Top of Entries shown

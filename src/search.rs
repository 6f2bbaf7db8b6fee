//! Concurrent subtree membership search.
//!
//! The search fans out one task per visited node on rayon's worker pool: a
//! task compares its node against the target and spawns one child task per
//! child. The surrounding [`rayon::scope`] is the wait-for-all barrier, so
//! the outer call only returns after every spawned task has finished.
//!
//! A single-slot channel carries the first positive match; a match performs a
//! non-blocking send so that racing positives beyond the first are dropped
//! rather than blocking. Finding the target does not cancel branches already
//! in flight, so total work is always proportional to the subtree size; the
//! per-call token only stops tasks from starting after the outer call has
//! returned.

use std::sync::mpsc::{self, SyncSender};

use rayon::Scope;

use crate::cancel::CancellationToken;
use crate::node::{NodeId, NodeSlot};
use crate::tree::{Tree, TreeData};

impl<T: Sync> Tree<T> {
    /// True iff `target_id` lies in the subtree rooted at `root_id`
    /// (inclusive), searched with one parallel task per visited node.
    ///
    /// Returns `false` immediately, without spawning any work, when
    /// `root_id` is unknown. No ordering guarantee exists on which matching
    /// branch reports first when several contain the target.
    pub fn is_in_subtree_concurrent(&self, root_id: NodeId, target_id: NodeId) -> bool {
        let data = self.data.read();
        let Some(root) = data.resolve(root_id) else {
            return false;
        };

        let token = CancellationToken::new();
        // Cancelled when this call returns, never on match.
        let _cancel_guard = token.cancel_on_drop();

        let (sender, receiver) = mpsc::sync_channel(1);
        rayon::scope(|scope| {
            visit(scope, &data, root, target_id, sender, token.clone());
        });

        // Every task has joined by now; an empty channel means no match.
        receiver.try_recv().unwrap_or(false)
    }
}

/// One search step: compare this node, then fan out over its children.
fn visit<'scope, T: Sync>(
    scope: &Scope<'scope>,
    data: &'scope TreeData<T>,
    slot: NodeSlot,
    target_id: NodeId,
    sender: SyncSender<bool>,
    token: CancellationToken,
) {
    // Entry check: a task scheduled after the outer call returned never runs.
    if token.is_cancelled().is_none() {
        return;
    }

    let node = data.node(slot);
    if node.id == target_id {
        // Non-blocking: only the first positive answer is delivered.
        let _ = sender.try_send(true);
        return;
    }

    for &child in &node.children {
        let sender = sender.clone();
        let token = token.clone();
        scope.spawn(move |scope| visit(scope, data, child, target_id, sender, token));
    }
}
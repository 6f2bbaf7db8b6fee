//! Tree node records and arena slot indices.
//!
//! Nodes are supplied to [`crate::Tree::new`](crate::Tree::new) as a flat
//! snapshot; the tree links them into a hierarchy at construction time.
//! Children are stored as arena slot indices rather than references, so no
//! ownership cycle exists between parent and child.

use serde::{Deserialize, Serialize};

/// Node identifier type.
///
/// Identifiers are assumed unique within a snapshot; `0` never identifies a
/// real node and is reserved as the root parent sentinel.
pub type NodeId = u64;

/// Parent sentinel for root nodes.
///
/// A `parent_id` that does not resolve to any node in the index is also
/// treated as a root, regardless of its literal value.
pub const ROOT_PARENT: NodeId = 0;

/// A compact 32-bit index into the tree arena.
///
/// Internal detail of the tree's storage: using u32 limits a tree to
/// ~4 billion nodes, which is sufficient for an in-memory index.
#[derive(Debug, Clone, Copy, PartialEq, Eq)]
#[repr(transparent)]
pub(crate) struct NodeSlot(u32);

impl NodeSlot {
    /// Creates a new NodeSlot from a usize.
    ///
    /// # Panics
    /// Panics if `index` does not fit in u32.
    #[inline]
    pub(crate) fn new(index: usize) -> Self {
        assert!(
            index <= u32::MAX as usize,
            "node slot must fit in u32"
        );
        Self(index as u32)
    }

    /// Returns the slot as a usize.
    #[inline]
    pub(crate) fn get(&self) -> usize {
        self.0 as usize
    }
}

/// A single tree node as supplied in the construction snapshot.
///
/// Plain record with no behavior: an identifier, a parent identifier, a
/// display name, an ordering hint, and an arbitrary payload. The `children`
/// links are populated by the tree during construction and are empty in a
/// freshly created node.
#[derive(Debug, Clone, Serialize, Deserialize)]
pub struct TreeNode<T> {
    /// Unique node identifier.
    pub id: NodeId,
    /// Identifier of the parent node, or [`ROOT_PARENT`] for roots.
    pub parent_id: NodeId,
    /// Display name.
    pub name: String,
    /// Ordering hint; siblings are sorted ascending by this value.
    pub order: i64,
    /// Caller-defined payload.
    pub payload: T,
    /// Arena slots of direct children, filled in at construction.
    #[serde(skip)]
    pub(crate) children: Vec<NodeSlot>,
}

impl<T> TreeNode<T> {
    /// Creates a snapshot node with no children links.
    pub fn new(
        id: NodeId,
        parent_id: NodeId,
        name: impl Into<String>,
        order: i64,
        payload: T,
    ) -> Self {
        Self {
            id,
            parent_id,
            name: name.into(),
            order,
            payload,
            children: Vec::new(),
        }
    }
}
//! Deploy form construction.
//!
//! The deploy endpoint takes a URL-encoded form rather than JSON. Building
//! the form is pure: the caller reads the `shipa.yaml` bytes beforehand.

use std::collections::BTreeMap;

use base64::Engine as _;
use base64::engine::general_purpose::STANDARD;
use shipa_types::AppDeploy;

const NANOS_PER_SECOND: i128 = 1_000_000_000;

/// Parse a duration string such as `5m`, `1h30m`, `1.5s` or `300ms` and
/// return whole seconds, truncated toward zero.
///
/// Accepted units are `ns`, `us` (`µs`), `ms`, `s`, `m` and `h`. Components
/// may be fractional and repeated; a leading sign is allowed. A bare `0` is
/// valid.
///
/// # Errors
///
/// Returns a description of the problem when `input` is not a duration.
pub fn parse_step_interval(input: &str) -> Result<i64, String> {
    let invalid = || format!("invalid duration \"{input}\"");

    let (negative, mut rest) = match input.as_bytes().first() {
        Some(b'-') => (true, &input[1..]),
        Some(b'+') => (false, &input[1..]),
        _ => (false, input),
    };
    if rest == "0" {
        return Ok(0);
    }
    if rest.is_empty() {
        return Err(invalid());
    }

    let mut total: i128 = 0;
    while !rest.is_empty() {
        let number_len = rest
            .find(|c: char| !(c.is_ascii_digit() || c == '.'))
            .unwrap_or(rest.len());
        let (number, tail) = rest.split_at(number_len);
        let (whole, frac) = number.split_once('.').unwrap_or((number, ""));
        if whole.is_empty() && frac.is_empty() {
            return Err(invalid());
        }

        let unit_len = tail
            .find(|c: char| c.is_ascii_digit() || c == '.')
            .unwrap_or(tail.len());
        let (unit, next) = tail.split_at(unit_len);
        let scale: i128 = match unit {
            "ns" => 1,
            "us" | "µs" | "μs" => 1_000,
            "ms" => 1_000_000,
            "s" => NANOS_PER_SECOND,
            "m" => 60 * NANOS_PER_SECOND,
            "h" => 3_600 * NANOS_PER_SECOND,
            "" => return Err(format!("missing unit in duration \"{input}\"")),
            other => return Err(format!("unknown unit \"{other}\" in duration \"{input}\"")),
        };

        let whole_value: i128 = if whole.is_empty() {
            0
        } else {
            whole.parse().map_err(|_| invalid())?
        };
        let mut component = whole_value.checked_mul(scale).ok_or_else(invalid)?;
        let mut place = scale;
        for digit in frac.chars() {
            let d = i128::from(digit.to_digit(10).ok_or_else(invalid)?);
            place /= 10;
            if place == 0 {
                break;
            }
            component = d
                .checked_mul(place)
                .and_then(|v| component.checked_add(v))
                .ok_or_else(invalid)?;
        }
        total = total.checked_add(component).ok_or_else(invalid)?;
        if total > i128::from(i64::MAX) {
            return Err(invalid());
        }
        rest = next;
    }

    let seconds = i64::try_from(total / NANOS_PER_SECOND).map_err(|_| invalid())?;
    Ok(if negative { -seconds } else { seconds })
}

/// URL-encoded deploy form, keyed by field name.
#[derive(Debug, Clone, Default, PartialEq, Eq)]
pub struct DeployForm(BTreeMap<String, String>);

impl DeployForm {
    /// Build the form from a manifest deploy section.
    ///
    /// `shipa_yaml` holds the content of the file named by
    /// `deploy.shipa_yaml`, already read by the caller.
    ///
    /// # Errors
    ///
    /// Returns the duration parse error when `step-interval` is invalid.
    pub fn build(deploy: &AppDeploy, shipa_yaml: Option<&[u8]>) -> Result<Self, String> {
        let mut fields = BTreeMap::new();
        fields.insert("image".to_string(), deploy.image.clone());

        if deploy.private_image {
            fields.insert("private-image".into(), "true".into());
            fields.insert("registry-user".into(), deploy.registry_user.clone());
            fields.insert("registry-secret".into(), deploy.registry_secret.clone());
        }
        if deploy.steps > 0 {
            fields.insert("steps".into(), deploy.steps.to_string());
        }
        if deploy.step_weight > 0 {
            fields.insert("step-weight".into(), deploy.step_weight.to_string());
        }
        if !deploy.step_interval.is_empty() {
            let seconds = parse_step_interval(&deploy.step_interval)
                .map_err(|e| format!("failed to parse step-interval={}: {e}", deploy.step_interval))?;
            fields.insert("step-interval".into(), seconds.to_string());
        }
        if deploy.port > 0 {
            fields.insert("port-number".into(), deploy.port.to_string());
            fields.insert("port-protocol".into(), "TCP".into());
        }
        if deploy.detach {
            fields.insert("detach".into(), "true".into());
        }
        if !deploy.message.is_empty() {
            fields.insert("message".into(), deploy.message.clone());
        }
        if let Some(content) = shipa_yaml {
            fields.insert("shipayaml".into(), STANDARD.encode(content));
        }
        Ok(Self(fields))
    }

    #[must_use]
    pub fn get(&self, key: &str) -> Option<&str> {
        self.0.get(key).map(String::as_str)
    }

    /// Fields in key order, ready for form encoding.
    #[must_use]
    pub fn pairs(&self) -> Vec<(String, String)> {
        self.0.iter().map(|(k, v)| (k.clone(), v.clone())).collect()
    }

    #[must_use]
    pub fn len(&self) -> usize {
        self.0.len()
    }

    #[must_use]
    pub fn is_empty(&self) -> bool {
        self.0.is_empty()
    }
}
//! Human-readable terminal renderer.

use shipa_types::Section;

use crate::domain::ApplyReport;
use crate::output::OutputContext;

/// Renders domain types as human-readable terminal output using `OutputContext`.
pub struct HumanRenderer<'a> {
    ctx: &'a OutputContext,
}

impl<'a> HumanRenderer<'a> {
    /// Create a new `HumanRenderer` wrapping the given output context.
    #[must_use]
    pub fn new(ctx: &'a OutputContext) -> Self {
        Self { ctx }
    }

    /// Render the CLI version.
    pub fn render_version(&self, version: &str) {
        println!("shipa-action {version}");
    }

    /// Summarize an apply run. Per-section lines were already printed by
    /// the progress reporter.
    pub fn render_apply(&self, report: &ApplyReport) {
        if report.sections.is_empty() {
            self.ctx.info("Nothing to apply");
            return;
        }
        let changed = report.changed();
        let unchanged = report.sections.len() - changed;
        self.ctx.info(&format!(
            "{} applied, {}",
            plural(changed, "section"),
            if unchanged == 0 {
                "none unchanged".to_string()
            } else {
                format!("{unchanged} unchanged")
            }
        ));
    }

    /// List the sections a manifest contains.
    pub fn render_validation(&self, sections: &[Section]) {
        self.ctx.header("Manifest is valid");
        for section in sections {
            self.ctx.success(section.key());
        }
    }
}

fn plural(count: usize, noun: &str) -> String {
    if count == 1 {
        format!("{count} {noun}")
    } else {
        format!("{count} {noun}s")
    }
}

Bottom of Entries shown

All that belongs in the answer is the lines from the start of the entries above through the line containing "impl<T: Sync> Tree<T>", each given exactly.

filename src/search.rs
repository 6f2bbaf7db8b6fee
//! Concurrent subtree membership search.
//!
//! The search fans out one task per visited node on rayon's worker pool: a
//! task compares its node against the target and spawns one child task per
//! child. The surrounding [`rayon::scope`] is the wait-for-all barrier, so
//! the outer call only returns after every spawned task has finished.
//!
//! A single-slot channel carries the first positive match; a match performs a
//! non-blocking send so that racing positives beyond the first are dropped
//! rather than blocking. Finding the target does not cancel branches already
//! in flight, so total work is always proportional to the subtree size; the
//! per-call token only stops tasks from starting after the outer call has
//! returned.

use std::sync::mpsc::{self, SyncSender};

use rayon::Scope;

use crate::cancel::CancellationToken;
use crate::node::{NodeId, NodeSlot};
use crate::tree::{Tree, TreeData};

impl<T: Sync> Tree<T> {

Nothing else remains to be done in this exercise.